Business Interruption Insurance COVID-19 claims -- Society Insurance, Twin City d/b/a Hartford, others

Many businesses have been hit particularly hard by government-mandated coronavirus shut-down orders. But instead of finding help in policies they paid for, their claims are being denied. Our lawyers are here to help.

On April 20, 2020, some 15 Chicago area restaurants, taverns, inns and bars represented by Edelman, Combs, Latturner & Goodwin, LLC and attorneys in the Chicago and Indianapolis offices of Taft, Stettinius & Hollister, LLP filed a class action against Society Insurance alleging that Society is improperly denying COVID-19-related business interruption coverage claims arising under Illinois law. Parson’s Chicken & Fish, LLC v. Society Insurance Co., 2020 CH 3916 (Cook County Circuit Court). Society has taken the position that all losses related to a government closure order are uncovered, even though the insureds specifically purchased business interruption coverage that includes protection against government closures and their policies did not contain a common exclusion for losses caused by viruses and diseases. The State of Illinois issued orders on March 15, 2020, closing all restaurants, bars, and movie theaters, and on March 20, 2020, closing all “non-essential businesses.”

A similar lawsuit was filed on behalf of a restaurant insured by Twin City d/b/a Hartford.

Illinois cases hold that the presence of a dangerous substance in a property posing risk to health or safety constitutes physical loss or damage, which is what triggers business interruption insurance. In addition, the Society policies include “civil authority” coverage which provides coverage for losses because governmental authorities prohibit access to an insured’s location because of "damage" to property other than the insured’s.

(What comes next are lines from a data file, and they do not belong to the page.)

#[cfg(test)]
mod tests {
    use std::time::Duration;

    use super::*;
    use crate::downloader::models::DownloadMode;
    use crate::downloader::testing::{FakeBackend, FakeOutcome};
    use crate::downloader::tools::ToolSettings;

    fn state(outcome: FakeOutcome, dir: &FsPath) -> AppState {
        let dispatcher = Dispatcher::new(
            JobRegistry::new(),
            Arc::new(FakeBackend::new(outcome)),
            2,
            dir.to_path_buf(),
        );
        let tools = ToolLocator::new(ToolSettings {
            ffmpeg_download_url: None,
            data_dir: dir.join("data"),
            bundled_dirs: Vec::new(),
            system_dirs: Vec::new(),
            search_path: false,
            ..Default::default()
        });
        AppState {
            dispatcher,
            tools: Arc::new(tools),
        }
    }

    async fn body_json(response: Response) -> serde_json::Value {
        let bytes = axum::body::to_bytes(response.into_body(), usize::MAX).await.unwrap();
        serde_json::from_slice(&bytes).unwrap()
    }

    #[tokio::test]
    async fn test_download_status_and_file() {
        let dir = tempfile::tempdir().unwrap();
        let state = state(FakeOutcome::Succeed(b"video bytes".to_vec()), dir.path());

        let Json(started) = start_download(
            State(state.clone()),
            ApiJson(DownloadRequest {
                url: Some("https://www.youtube.com/watch?v=abc".to_string()),
                quality: Some("720p".to_string()),
                ..Default::default()
            }),
        )
        .await
        .unwrap();
        assert_eq!(started.job_id, started.session_id);

        let mut job = None;
        for _ in 0..500 {
            let Json(current) = job_status(State(state.clone()), Path(started.job_id.clone()))
                .await
                .unwrap();
            assert_eq!(current.text, current.job.message);
            if current.job.status.is_terminal() {
                job = Some(current.job);
                break;
            }
            tokio::time::sleep(Duration::from_millis(10)).await;
        }
        let job = job.expect("job never finished");
        assert_eq!(job.status, JobStatus::Completed);

        let response = download_file(State(state.clone()), Path(started.job_id.clone()))
            .await
            .unwrap();
        assert_eq!(response.status(), StatusCode::OK);
        let disposition = response.headers()[header::CONTENT_DISPOSITION].to_str().unwrap();
        assert!(disposition.starts_with("attachment; filename=\"Fake Title.mp4\""));
        assert_eq!(response.headers()[header::CONTENT_TYPE], "video/mp4");
        let bytes = axum::body::to_bytes(response.into_body(), usize::MAX).await.unwrap();
        assert_eq!(&bytes[..], b"video bytes");
    }

    #[tokio::test]
    async fn test_unknown_job_is_404() {
        let dir = tempfile::tempdir().unwrap();
        let state = state(FakeOutcome::Empty, dir.path());
        let err = job_status(State(state.clone()), Path("missing".to_string()))
            .await
            .unwrap_err();
        assert_eq!(err.status, StatusCode::NOT_FOUND);
        let err = download_file(State(state), Path("missing".to_string()))
            .await
            .unwrap_err();
        assert_eq!(err.status, StatusCode::NOT_FOUND);
    }

    #[tokio::test]
    async fn test_file_not_ready_or_gone_is_404() {
        let dir = tempfile::tempdir().unwrap();
        let state = state(FakeOutcome::Empty, dir.path());
        let registry = state.registry().clone();
        registry
            .create("running".to_string(), "u".to_string(), DownloadMode::VideoAudio)
            .unwrap();
        registry
            .create("gone".to_string(), "u".to_string(), DownloadMode::VideoAudio)
            .unwrap();
        registry.mark_completed("gone", dir.path().join("gone_Title.mp4"));

        for id in ["running", "gone"] {
            let err = download_file(State(state.clone()), Path(id.to_string()))
                .await
                .unwrap_err();
            assert_eq!(err.status, StatusCode::NOT_FOUND);
        }
    }

    #[tokio::test]
    async fn test_download_requires_url() {
        let dir = tempfile::tempdir().unwrap();
        let state = state(FakeOutcome::Empty, dir.path());
        let err = start_download(State(state.clone()), ApiJson(DownloadRequest::default()))
            .await
            .unwrap_err();
        assert_eq!(err.status, StatusCode::BAD_REQUEST);
        assert_eq!(err.message, "URL is required");
        assert!(state.registry().is_empty());
    }

    #[tokio::test]
    async fn test_formats_by_id_and_errors() {
        let dir = tempfile::tempdir().unwrap();
        let state = state(FakeOutcome::Empty, dir.path());

        let Json(listing) = formats(
            State(state.clone()),
            ApiJson(FormatsRequest {
                url: None,
                id: Some("abc".to_string()),
            }),
        )
        .await
        .unwrap();
        assert_eq!(listing.video_formats, vec!["720p"]);

        let err = formats(State(state.clone()), ApiJson(FormatsRequest::default()))
            .await
            .unwrap_err();
        assert_eq!(err.status, StatusCode::BAD_REQUEST);

        let err = formats(
            State(state.clone()),
            ApiJson(FormatsRequest {
                url: None,
                id: Some("not an id".to_string()),
            }),
        )
        .await
        .unwrap_err();
        assert_eq!(err.status, StatusCode::BAD_REQUEST);
        assert!(err.message.starts_with("Invalid URL"));

        let err = formats(
            State(state),
            ApiJson(FormatsRequest {
                url: Some("https://example.com/unsupported".to_string()),
                id: None,
            }),
        )
        .await
        .unwrap_err();
        assert_eq!(err.status, StatusCode::BAD_REQUEST);
    }

    #[tokio::test]
    async fn test_search() {
        let dir = tempfile::tempdir().unwrap();
        let state = state(FakeOutcome::Empty, dir.path());

        let err = search(
            State(state.clone()),
            ApiJson(SearchRequest {
                query: Some("   ".to_string()),
                limit: None,
            }),
        )
        .await
        .unwrap_err();
        assert_eq!(err.status, StatusCode::BAD_REQUEST);

        let Json(results) = search(
            State(state),
            ApiJson(SearchRequest {
                query: Some("lofi".to_string()),
                limit: Some(2),
            }),
        )
        .await
        .unwrap();
        assert_eq!(results.len(), 2);
        assert_eq!(results[0].title, "lofi #0");
    }

    #[tokio::test]
    async fn test_health_and_tools() {
        let dir = tempfile::tempdir().unwrap();
        let state = state(FakeOutcome::Empty, dir.path());
        let Json(health) = health(State(state.clone())).await;
        assert_eq!(health.status, "ok");
        assert_eq!(health.jobs, 0);

        let Json(tools) = tools(State(state)).await;
        assert_eq!(tools.len(), 2);
        assert!(!tools[1].is_available);
    }

    #[tokio::test]
    async fn test_error_body_shape() {
        let response = ApiError::not_found("Job not found").into_response();
        assert_eq!(response.status(), StatusCode::NOT_FOUND);
        assert_eq!(body_json(response).await["error"], "Job not found");

        let response = ApiError::from(DownloadError::ToolNotFound("yt-dlp".to_string())).into_response();
        assert_eq!(response.status(), StatusCode::INTERNAL_SERVER_ERROR);
    }

    #[tokio::test]
    async fn test_bad_json_body_uses_error_shape() {
        let request = axum::http::Request::builder()
            .method("POST")
            .uri("/api/search")
            .header(header::CONTENT_TYPE, "application/json")
            .body(Body::from("{not json"))
            .unwrap();
        let err = ApiJson::<SearchRequest>::from_request(request, &()).await.err().unwrap();
        assert_eq!(err.status, StatusCode::BAD_REQUEST);
        let body = body_json(err.into_response()).await;
        assert!(body["error"].is_string());

        let request = axum::http::Request::builder()
            .method("POST")
            .uri("/api/download")
            .body(Body::from("{}"))
            .unwrap();
        let err = ApiJson::<DownloadRequest>::from_request(request, &()).await.err().unwrap();
        assert_eq!(err.status, StatusCode::UNSUPPORTED_MEDIA_TYPE);
    }

    #[test]
    fn test_content_disposition_non_ascii() {
        let value = content_disposition("Música \"live\".mp3");
        assert_eq!(
            value,
            "attachment; filename=\"M_sica _live_.mp3\"; filename*=UTF-8''M%C3%BAsica%20%22live%22.mp3"
        );
        assert!(HeaderValue::from_str(&value).is_ok());
    }

    #[tokio::test]
    async fn test_router_builds_with_and_without_static_dir() {
        let dir = tempfile::tempdir().unwrap();
        let _ = router(state(FakeOutcome::Empty, dir.path()), None);
        let _ = router(state(FakeOutcome::Empty, dir.path()), Some(dir.path()));
    }
}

A number of the orders issued by government authorities in response to the COVID-19 pandemic expressly state that COVID-19 causes "physical loss" or "damage" to property. For instance, the March 16, 2020, shelter-in-place order issued by the Mayor of New York City states that COVID-19 "physically is causing property loss and damage." Emergency Executive Order No. 100. The March 31, 2020 shelter-in-place extension order of the Sonoma County Health Officer states that it was issued "because the virus physically is causing property loss or damage due to its proclivity to stay airborne and to attach to surfaces for prolonged periods of time." Order No. C19-05. The state of Colorado issued a Public Health Order stating that “COVID-19… physically contributes to property loss, contamination, and damage…” Broward County, Florida issued an Emergency Order stating that COVID-19 “is physically causing property damage.” The State of Washington issued a stay at home Proclamation stating the “COVID-19 pandemic and its progression… remains a public disaster affecting life, health, [and] property…” The State of Indiana issued an Executive Order stating that COVID-19 has the “propensity to physically impact surfaces and personal property.” The City of New Orleans issued an order stating “there is reason to believe that COVID-19 may spread amongst the population by various means of exposure, including the propensity to attach to surfaces for prolonged period of time, thereby spreading from surface to person and causing property loss and damage in certain circumstances.” The State of New Mexico issued a Public Health Order acknowledging the “threat” COVID-19 “poses” to “property.” North Carolina issued an Executive Order to “assure adequate protection of… property.” The City of Los Angeles issued an Order “because, among other reasons, the COVID-19 virus can spread easily from person to person and it is physically causing property loss or damage due to its tendency to attach to surfaces for prolonged periods of time.”

We are evaluating other cases of this nature.

Contact us if you have business interruption insurance coverage, from any company, and your claim has been denied. There is no charge for consultation.

Cases of this nature require careful analysis of the policy provisions and applicable law, which may vary from state to state. An attorney familiar with coverage issues should examine the exact language of a business’ insurance policies.

Meanwhile, business owners should preserve their rights by informing their insurance carrier in writing that they are seeking all coverage under their policies for their business losses, and not be dissuaded from doing so by statements by insurance carriers or brokers that no coverage exists. Insurance policies generally require the policyholder to provide “prompt” notice to the insurer and to follow up with a signed and sworn proof of loss, sometimes within a set number of days after the initiation of losses. Documenting losses and expenses and describing claims in a legally accurate manner is essential.